In June 2002, Huang rented a four-bedroom house in Canoga Park where he conducted a large scale marijuana growing operation. Huang and Jamil Kharboutli lived in the house (although both also lived elsewhere at various times). Huang hired Wertzberger to tend the plants and gave him a rent-free room in the house as payment.

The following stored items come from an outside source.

use std::collections::HashMap;
use std::sync::Arc;

use serde::{Deserialize, Serialize};
use thiserror::Error;

use crate::row::RawRow;
use crate::value::GradeValue;

/// Errors that can occur when constructing a [`CourseSchema`].
#[derive(Debug, Clone, PartialEq, Error)]
pub enum SchemaError {
    #[error("course id cannot be empty")]
    EmptyCourseId,
    #[error("duplicate column id '{col_id}'")]
    DuplicateColId { col_id: String },
    #[error("duplicate column index {col_index} (columns '{first}' and '{second}')")]
    DuplicateColIndex {
        col_index: u32,
        first: String,
        second: String,
    },
    #[error("schema has no id column")]
    NoIdColumn,
    #[error("schema has multiple id columns ('{first}' and '{second}')")]
    MultipleIdColumns { first: String, second: String },
    #[error("calc column '{col_id}' references unknown column '{input}'")]
    UnknownFormulaInput { col_id: String, input: String },
    #[error("calc column '{col_id}' references calc column '{input}' at a later position")]
    ForwardCalcReference { col_id: String, input: String },
}

/// One weighted input of a [`Formula::WeightedSum`].
#[derive(Debug, Clone, PartialEq, Serialize, Deserialize)]
pub struct Weight {
    pub col: String,
    pub weight: f64,
}

/// One grading bucket of a [`Formula::Bucket`]: values at or above
/// `min` (and below any higher bucket) map to `grade`.
#[derive(Debug, Clone, PartialEq, Serialize, Deserialize)]
pub struct Cutoff {
    pub min: f64,
    pub grade: String,
}

/// Schema-declared computation for a calc column.
///
/// Formulas are data, not code: the derivation engine matches on this
/// enum exhaustively, so adding a variant is a compile-checked change
/// at every evaluation site.
#[derive(Debug, Clone, PartialEq, Serialize, Deserialize)]
#[serde(tag = "fn", rename_all = "snake_case")]
pub enum Formula {
    /// Copy another column's value unchanged.
    Identity { col: String },
    /// Numeric mean over the named columns, optionally dropping the
    /// lowest `drop_lowest` values first.
    Average {
        cols: Vec<String>,
        #[serde(default)]
        drop_lowest: usize,
    },
    /// Sum of `value * weight` over the named columns.
    WeightedSum { weights: Vec<Weight> },
    /// Map another column's numeric value into a labeled bucket; the
    /// highest cutoff at or below the value wins.
    Bucket { col: String, cutoffs: Vec<Cutoff> },
}

impl Formula {
    /// Column ids this formula reads.
    pub fn inputs(&self) -> Vec<&str> {
        match self {
            Formula::Identity { col } => vec![col.as_str()],
            Formula::Average { cols, .. } => cols.iter().map(String::as_str).collect(),
            Formula::WeightedSum { weights } => {
                weights.iter().map(|w| w.col.as_str()).collect()
            }
            Formula::Bucket { col, .. } => vec![col.as_str()],
        }
    }
}

/// Column kind plus its kind-specific payload.
///
/// A closed set: validation and derivation match on this exhaustively,
/// so every code path handling columns covers all four kinds.
#[derive(Debug, Clone, PartialEq, Serialize, Deserialize)]
#[serde(tag = "kind", rename_all = "snake_case")]
pub enum ColKind {
    /// The row-identifying column (exactly one per schema).
    Id,
    /// Informational text (names, sections, emails).
    Info,
    /// Directly entered numeric score with inclusive bounds.
    Score { min: f64, max: f64 },
    /// Derived column; never directly writable.
    Calc { formula: Formula },
}

impl ColKind {
    pub fn is_calc(&self) -> bool {
        matches!(self, ColKind::Calc { .. })
    }

    pub fn is_id(&self) -> bool {
        matches!(self, ColKind::Id)
    }
}

/// Immutable definition of one grade-table column.
#[derive(Debug, Clone, PartialEq, Serialize, Deserialize)]
#[serde(rename_all = "camelCase")]
pub struct ColumnSpec {
    pub col_id: String,
    /// Human-readable header, used only by presentation layers.
    pub name: String,
    /// Display/storage position; every emitted row lists its fields in
    /// ascending `col_index` order.
    pub col_index: u32,
    #[serde(flatten)]
    pub kind: ColKind,
}

/// Static per-course description of valid columns and their
/// constraints. Supplied at startup and read-only thereafter.
///
/// Columns are held in ascending `col_index` order; construction
/// validates id uniqueness, index uniqueness, the presence of exactly
/// one id column, and that calc formulas only reference known columns
/// at earlier positions.
#[derive(Debug, Clone, PartialEq, Serialize)]
#[serde(rename_all = "camelCase")]
pub struct CourseSchema {
    course_id: String,
    name: String,
    cols: Vec<ColumnSpec>,
    #[serde(skip)]
    by_id: HashMap<String, usize>,
    #[serde(skip)]
    row_id_col: String,
}

impl CourseSchema {
    pub fn new(
        course_id: impl Into<String>,
        name: impl Into<String>,
        mut cols: Vec<ColumnSpec>,
    ) -> Result<Self, SchemaError> {
        let course_id = course_id.into();
        if course_id.trim().is_empty() {
            return Err(SchemaError::EmptyCourseId);
        }
        cols.sort_by_key(|c| c.col_index);

        let mut by_id = HashMap::with_capacity(cols.len());
        let mut row_id_col: Option<&ColumnSpec> = None;
        for (i, col) in cols.iter().enumerate() {
            if by_id.insert(col.col_id.clone(), i).is_some() {
                return Err(SchemaError::DuplicateColId {
                    col_id: col.col_id.clone(),
                });
            }
            if let Some(prev) = cols[..i].iter().find(|p| p.col_index == col.col_index) {
                return Err(SchemaError::DuplicateColIndex {
                    col_index: col.col_index,
                    first: prev.col_id.clone(),
                    second: col.col_id.clone(),
                });
            }
            if col.kind.is_id() {
                if let Some(first) = row_id_col {
                    return Err(SchemaError::MultipleIdColumns {
                        first: first.col_id.clone(),
                        second: col.col_id.clone(),
                    });
                }
                row_id_col = Some(col);
            }
        }
        let row_id_col = row_id_col.ok_or(SchemaError::NoIdColumn)?.col_id.clone();

        // Calc formulas may read earlier calc columns (derivation runs
        // in col_index order) but never later ones.
        for col in &cols {
            let ColKind::Calc { formula } = &col.kind else {
                continue;
            };
            for input in formula.inputs() {
                let Some(&input_pos) = by_id.get(input) else {
                    return Err(SchemaError::UnknownFormulaInput {
                        col_id: col.col_id.clone(),
                        input: input.to_string(),
                    });
                };
                let input_col = &cols[input_pos];
                if input_col.kind.is_calc() && input_col.col_index >= col.col_index {
                    return Err(SchemaError::ForwardCalcReference {
                        col_id: col.col_id.clone(),
                        input: input.to_string(),
                    });
                }
            }
        }

        Ok(Self {
            course_id,
            name: name.into(),
            cols,
            by_id,
            row_id_col,
        })
    }

    pub fn course_id(&self) -> &str {
        &self.course_id
    }

    pub fn name(&self) -> &str {
        &self.name
    }

    /// All columns in ascending `col_index` order.
    pub fn cols(&self) -> &[ColumnSpec] {
        &self.cols
    }

    pub fn col(&self, col_id: &str) -> Option<&ColumnSpec> {
        self.by_id.get(col_id).map(|&i| &self.cols[i])
    }

    /// The designated row-identifying column.
    pub fn row_id_col(&self) -> &str {
        &self.row_id_col
    }

    /// Calc columns in ascending `col_index` order.
    pub fn calc_cols(&self) -> impl Iterator<Item = &ColumnSpec> {
        self.cols.iter().filter(|c| c.kind.is_calc())
    }

    /// Build a row from `pairs` with fields sorted into this schema's
    /// `col_index` order. Callers validate column ids beforehand;
    /// unknown ids sort last in id order to keep the result total.
    pub fn ordered_row(&self, mut pairs: Vec<(String, GradeValue)>) -> RawRow {
        pairs.sort_by(|(a, _), (b, _)| {
            let ka = self.col(a).map(|c| c.col_index);
            let kb = self.col(b).map(|c| c.col_index);
            match (ka, kb) {
                (Some(ia), Some(ib)) => ia.cmp(&ib),
                (Some(_), None) => std::cmp::Ordering::Less,
                (None, Some(_)) => std::cmp::Ordering::Greater,
                (None, None) => a.cmp(b),
            }
        });
        RawRow::from_pairs(pairs)
    }
}

impl<'de> Deserialize<'de> for CourseSchema {
    fn deserialize<D>(deserializer: D) -> Result<Self, D::Error>
    where
        D: serde::Deserializer<'de>,
    {
        #[derive(Deserialize)]
        #[serde(rename_all = "camelCase")]
        struct SchemaDoc {
            course_id: String,
            name: String,
            cols: Vec<ColumnSpec>,
        }

        let doc = SchemaDoc::deserialize(deserializer)?;
        CourseSchema::new(doc.course_id, doc.name, doc.cols).map_err(serde::de::Error::custom)
    }
}

/// The startup-loaded, read-only set of recognized course schemas.
#[derive(Debug, Clone, Default)]
pub struct SchemaRegistry {
    courses: HashMap<String, Arc<CourseSchema>>,
}

impl SchemaRegistry {
    pub fn new(schemas: impl IntoIterator<Item = CourseSchema>) -> Self {
        let courses = schemas
            .into_iter()
            .map(|s| (s.course_id().to_string(), Arc::new(s)))
            .collect();
        Self { courses }
    }

    /// Parse a registry from a JSON array of course schemas.
    pub fn from_json(json: &str) -> Result<Self, serde_json::Error> {
        let schemas: Vec<CourseSchema> = serde_json::from_str(json)?;
        Ok(Self::new(schemas))
    }

    pub fn get(&self, course_id: &str) -> Option<&Arc<CourseSchema>> {
        self.courses.get(course_id)
    }

    pub fn contains(&self, course_id: &str) -> bool {
        self.courses.contains_key(course_id)
    }

    pub fn course_ids(&self) -> impl Iterator<Item = &str> {
        self.courses.keys().map(String::as_str)
    }

    pub fn len(&self) -> usize {
        self.courses.len()
    }

    pub fn is_empty(&self) -> bool {
        self.courses.is_empty()
    }
}
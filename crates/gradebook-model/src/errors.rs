use std::fmt;

use serde::{Deserialize, Serialize};
use thiserror::Error;

/// Closed set of error kinds in the consumer contract.
///
/// Translating kinds to transport-level status codes is the API
/// layer's job; the core only classifies.
#[derive(Debug, Clone, Copy, PartialEq, Eq, Hash, Serialize, Deserialize)]
#[serde(rename_all = "SCREAMING_SNAKE_CASE")]
pub enum ErrorKind {
    /// Malformed, unknown, missing, or extra column/row reference;
    /// schema-kind violations; unknown course id.
    BadArg,
    /// A legitimate score-column value outside its declared bounds.
    Range,
    /// A row that must exist does not.
    NotFound,
    /// Backing-store communication or operational failure.
    Db,
}

impl ErrorKind {
    pub fn code(self) -> &'static str {
        match self {
            ErrorKind::BadArg => "BAD_ARG",
            ErrorKind::Range => "RANGE",
            ErrorKind::NotFound => "NOT_FOUND",
            ErrorKind::Db => "DB",
        }
    }
}

impl fmt::Display for ErrorKind {
    fn fmt(&self, f: &mut fmt::Formatter<'_>) -> fmt::Result {
        f.write_str(self.code())
    }
}

/// One classified error entry.
#[derive(Debug, Clone, PartialEq, Eq, Error, Serialize, Deserialize)]
#[error("{kind}: {message}")]
pub struct GradeError {
    pub kind: ErrorKind,
    pub message: String,
}

impl GradeError {
    pub fn new(kind: ErrorKind, message: impl Into<String>) -> Self {
        Self {
            kind,
            message: message.into(),
        }
    }
}

/// One or more accumulated [`GradeError`] entries; never empty.
///
/// Batch operations collect every violation before failing so a caller
/// can fix all problems in one round trip; single-error call sites
/// return a one-entry set so the consumer contract stays uniform.
#[derive(Debug, Clone, PartialEq, Eq, Serialize, Deserialize)]
pub struct GradeErrors(Vec<GradeError>);

impl GradeErrors {
    pub fn single(kind: ErrorKind, message: impl Into<String>) -> Self {
        Self(vec![GradeError::new(kind, message)])
    }

    pub fn errors(&self) -> &[GradeError] {
        &self.0
    }

    pub fn len(&self) -> usize {
        self.0.len()
    }

    /// True if any entry has the given kind.
    pub fn contains(&self, kind: ErrorKind) -> bool {
        self.0.iter().any(|e| e.kind == kind)
    }

    pub fn kinds(&self) -> impl Iterator<Item = ErrorKind> + '_ {
        self.0.iter().map(|e| e.kind)
    }

    pub fn iter(&self) -> impl Iterator<Item = &GradeError> {
        self.0.iter()
    }
}

impl fmt::Display for GradeErrors {
    fn fmt(&self, f: &mut fmt::Formatter<'_>) -> fmt::Result {
        for (i, err) in self.0.iter().enumerate() {
            if i > 0 {
                f.write_str("; ")?;
            }
            write!(f, "{err}")?;
        }
        Ok(())
    }
}

impl std::error::Error for GradeErrors {}

impl From<GradeError> for GradeErrors {
    fn from(err: GradeError) -> Self {
        Self(vec![err])
    }
}

/// Result of every public table/store operation: success carrying a
/// value, or failure carrying one or more `(kind, message)` entries.
pub type TableResult<T> = Result<T, GradeErrors>;

/// Collect-all builder used by batch validation.
///
/// Validation walks the entire batch, recording every violation, and
/// only then decides success or failure; nothing short-circuits on the
/// first problem.
#[derive(Debug, Default)]
pub struct ErrorAccumulator {
    errors: Vec<GradeError>,
}

impl ErrorAccumulator {
    pub fn new() -> Self {
        Self::default()
    }

    pub fn add(&mut self, kind: ErrorKind, message: impl Into<String>) {
        self.errors.push(GradeError::new(kind, message));
    }

    pub fn is_empty(&self) -> bool {
        self.errors.is_empty()
    }

    pub fn len(&self) -> usize {
        self.errors.len()
    }

    /// Fail with everything collected, or succeed with `()` so the
    /// caller can go on to build the success value.
    pub fn finish(self) -> TableResult<()> {
        if self.errors.is_empty() {
            Ok(())
        } else {
            Err(GradeErrors(self.errors))
        }
    }
}

#[cfg(test)]
mod tests {
    use super::*;

    #[test]
    fn kinds_have_stable_wire_codes() {
        assert_eq!(
            serde_json::to_string(&ErrorKind::BadArg).unwrap(),
            "\"BAD_ARG\""
        );
        assert_eq!(
            serde_json::from_str::<ErrorKind>("\"RANGE\"").unwrap(),
            ErrorKind::Range
        );
    }

    #[test]
    fn accumulator_collects_everything() {
        let mut acc = ErrorAccumulator::new();
        acc.add(ErrorKind::BadArg, "unknown column x");
        acc.add(ErrorKind::Range, "hw1 value 150 out of range [0, 100]");
        let errs = acc.finish().unwrap_err();
        assert_eq!(errs.len(), 2);
        assert!(errs.contains(ErrorKind::BadArg));
        assert!(errs.contains(ErrorKind::Range));
        assert_eq!(
            errs.to_string(),
            "BAD_ARG: unknown column x; RANGE: hw1 value 150 out of range [0, 100]"
        );
    }

    #[test]
    fn empty_accumulator_finishes_ok() {
        assert!(ErrorAccumulator::new().finish().is_ok());
    }
}
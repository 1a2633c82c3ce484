//! SQLite-backed durable storage for course grade tables.
//!
//! This crate is the surface consumers talk to. It exposes:
//! - idempotent schema creation on open
//! - [`GradesStore`]: per-course read-modify-write operations over a
//!   single-document-per-course store
//! - re-exports of the model types and the engine's full-table reads,
//!   so API handlers need only this crate
//!
//! Each operation performs at most one read and, on success, one
//! wholesale document replace; there is no cross-call locking (see the
//! [`GradesStore`] docs for the lost-update caveat).

mod schema;
mod store;

pub use store::{GradesDoc, GradesStore, StorageError};

pub use gradebook_engine::{derive_row, full_row, full_table};
pub use gradebook_model::{
    ColKind, ColumnSpec, CourseSchema, Cutoff, ErrorKind, Formula, GradeError, GradeErrors,
    GradeValue, GradesTable, Patches, RawRow, RawTable, SchemaError, SchemaRegistry, TableResult,
    Weight,
};
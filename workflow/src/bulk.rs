//! Bulk actions over a page selection: accept/reject with a per-item
//! precondition check, and batched verifier assign/unassign.
//!
//! ORDERING
//! ========
//! Accept/reject runs strictly one id at a time (check, then PUT) so the
//! precondition read is consistent per item and backend load stays bounded.
//! A failing item never aborts the batch; only succeeded ids leave the set.

#[cfg(test)]
#[path = "bulk_test.rs"]
mod bulk_test;

use crate::api::{AssignmentApi, Resource, ReviewApi};
use crate::error::ApiError;
use crate::model::{ReviewStatus, Verifier};
use crate::selection::SelectionSet;

/// Status change applied by a bulk accept/reject.
#[derive(Clone, Copy, Debug, PartialEq, Eq)]
pub enum Transition {
    Accept,
    Reject,
}

impl Transition {
    pub fn target(self) -> ReviewStatus {
        match self {
            Self::Accept => ReviewStatus::Accepted,
            Self::Reject => ReviewStatus::Rejected,
        }
    }

    pub fn verb(self) -> &'static str {
        match self {
            Self::Accept => "accept",
            Self::Reject => "reject",
        }
    }

    pub fn past_tense(self) -> &'static str {
        match self {
            Self::Accept => "accepted",
            Self::Reject => "rejected",
        }
    }

    /// Text for the blocking confirm dialog shown before the batch runs.
    pub fn confirm_prompt(self, count: usize, noun: &str) -> String {
        format!("Are you sure you want to {} {count} {noun}(s)?", self.verb())
    }
}

/// Refusals raised before any request is sent, plus batch-level API failures.
#[derive(Debug, Clone, PartialEq, Eq, thiserror::Error)]
pub enum BulkError {
    #[error("Select at least one item first.")]
    EmptySelection,

    #[error("Select a verifier first.")]
    MissingVerifier,

    #[error(transparent)]
    Api(#[from] ApiError),
}

/// Aggregate result of a sequential accept/reject batch.
#[derive(Clone, Debug, Default, PartialEq, Eq)]
pub struct BulkReport {
    pub succeeded: Vec<String>,
    /// Ids whose current status failed the precondition.
    pub skipped: Vec<String>,
    /// Ids whose check or update request failed, with the error text.
    pub failed: Vec<(String, String)>,
}

impl BulkReport {
    pub fn attempted(&self) -> usize {
        self.succeeded.len() + self.skipped.len() + self.failed.len()
    }

    pub fn is_success(&self) -> bool {
        !self.succeeded.is_empty()
    }

    /// Main toast text.
    pub fn message(&self, transition: Transition, noun: &str) -> String {
        if self.is_success() {
            format!("Successfully {} {} {noun}(s)", transition.past_tense(), self.succeeded.len())
        } else if self.failed.is_empty() {
            format!("No pending {noun}(s) to {}", transition.verb())
        } else {
            format!("Failed to {} any {noun}(s)", transition.verb())
        }
    }

    /// Secondary notice for skipped and failed items, if any.
    pub fn notice(&self, noun: &str) -> Option<String> {
        let mut parts = Vec::new();
        if !self.skipped.is_empty() {
            parts.push(format!("{} skipped (not pending)", self.skipped.len()));
        }
        if !self.failed.is_empty() {
            parts.push(format!("{} failed", self.failed.len()));
        }
        if parts.is_empty() {
            return None;
        }
        Some(format!("{} {noun}(s) not processed: {}", self.skipped.len() + self.failed.len(), parts.join(", ")))
    }
}

/// Accept or reject every selected id that is still `PENDING`.
///
/// Confirmation is the caller's job and must happen before this is called.
///
/// # Errors
///
/// Returns [`BulkError::EmptySelection`] when nothing is selected. Per-item
/// failures are recorded in the report instead.
pub async fn transition<A>(
    api: &A,
    resource: Resource,
    selection: &mut SelectionSet,
    transition: Transition,
) -> Result<BulkReport, BulkError>
where
    A: ReviewApi + ?Sized,
{
    let ids = selection.ids();
    if ids.is_empty() {
        return Err(BulkError::EmptySelection);
    }

    let mut report = BulkReport::default();
    for id in ids {
        match api.fetch_submission(resource, &id).await {
            Ok(current) if current.status != ReviewStatus::Pending => {
                tracing::debug!(%id, status = current.status.as_str(), "skipping item that is not pending");
                report.skipped.push(id);
                continue;
            }
            Ok(_) => {}
            Err(error) => {
                tracing::warn!(%id, %error, "precondition check failed");
                report.failed.push((id, error.to_string()));
                continue;
            }
        }

        match api.update_status(resource, &id, transition.target()).await {
            Ok(()) => report.succeeded.push(id),
            Err(error) => {
                tracing::warn!(%id, %error, "status update failed");
                report.failed.push((id, error.to_string()));
            }
        }
    }

    selection.remove_all(&report.succeeded);
    tracing::debug!(
        succeeded = report.succeeded.len(),
        skipped = report.skipped.len(),
        failed = report.failed.len(),
        "bulk {} finished",
        transition.verb()
    );
    Ok(report)
}

/// Direction of a batched verifier link request.
#[derive(Clone, Copy, Debug, PartialEq, Eq)]
pub enum LinkAction {
    Assign,
    Unassign,
}

/// Outcome of a batched link request.
#[derive(Clone, Debug, PartialEq, Eq)]
pub struct LinkReport {
    pub action: LinkAction,
    pub items: usize,
    /// `assignments_created` or `assignments_deleted` from the server.
    pub changed: u32,
    pub verifier_name: String,
}

impl LinkReport {
    pub fn message(&self, noun: &str) -> String {
        match self.action {
            LinkAction::Assign => format!(
                "Assigned {} {noun}(s) to {} ({} new link(s))",
                self.items, self.verifier_name, self.changed
            ),
            LinkAction::Unassign => format!(
                "Unassigned {} {noun}(s) from {} ({} link(s) removed)",
                self.items, self.verifier_name, self.changed
            ),
        }
    }
}

/// Link or unlink every selected id to the selected verifier in one request.
///
/// The verifier is read at call time, so a cleared secondary selection is
/// refused rather than acted on.
///
/// # Errors
///
/// Returns [`BulkError::EmptySelection`] or [`BulkError::MissingVerifier`]
/// before sending anything, or [`BulkError::Api`] when the request fails (the
/// selection is kept in that case).
pub async fn link<A>(
    api: &A,
    resource: Resource,
    selection: &mut SelectionSet,
    verifier: Option<&Verifier>,
    action: LinkAction,
) -> Result<LinkReport, BulkError>
where
    A: AssignmentApi + ?Sized,
{
    let ids = selection.ids();
    if ids.is_empty() {
        return Err(BulkError::EmptySelection);
    }
    let Some(verifier) = verifier else {
        return Err(BulkError::MissingVerifier);
    };

    let verifier_ids = [verifier.id.clone()];
    let changed = match action {
        LinkAction::Assign => api.bulk_assign(resource, &ids, &verifier_ids).await?,
        LinkAction::Unassign => api.bulk_unassign(resource, &ids, &verifier_ids).await?,
    };
    selection.clear_visible();

    Ok(LinkReport { action, items: ids.len(), changed, verifier_name: verifier.name.clone() })
}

A few details about the participants: In addition to his marijuana business, Kharboutli booked D.J.’s for parties and Wertzberger, an Israeli citizen also known as Ben Berger, worked as a D.J. Krista Augius lived with Wertzberger at the Canoga Park house during September but moved out when she found out about the marijuana crop. Ne’Eman, an Israeli citizen and resident, was visiting Wertzberger in Los Angeles. Joseph Pistone regularly did plumbing and electrical work at the Canoga Park house and had known Kharboutli for several years. Daniel Aeberhard and Doron Kochli were friends of Huang and Kharboutli and both visited the house at various times. Nick Turner and Benjamin Frandsen had been friends since childhood, and both were friends with Huang. Frandsen was charged in the same information as Huang, but Frandsen admitted his involvement, the cases were severed, and Frandsen was tried separately -- but the result was the same; he was convicted of both murders, and the multiple murders special circumstance allegation was found true as to him. For reasons having nothing to do with the issues in our case, Division Eight of our court recently reversed Frandsen’s convictions. (People v. Frandsen (Sept. 11, 2007, B191189) [nonpub. opn.].) Turner was also charged but he pled guilty to two counts of false imprisonment and testified against Huang.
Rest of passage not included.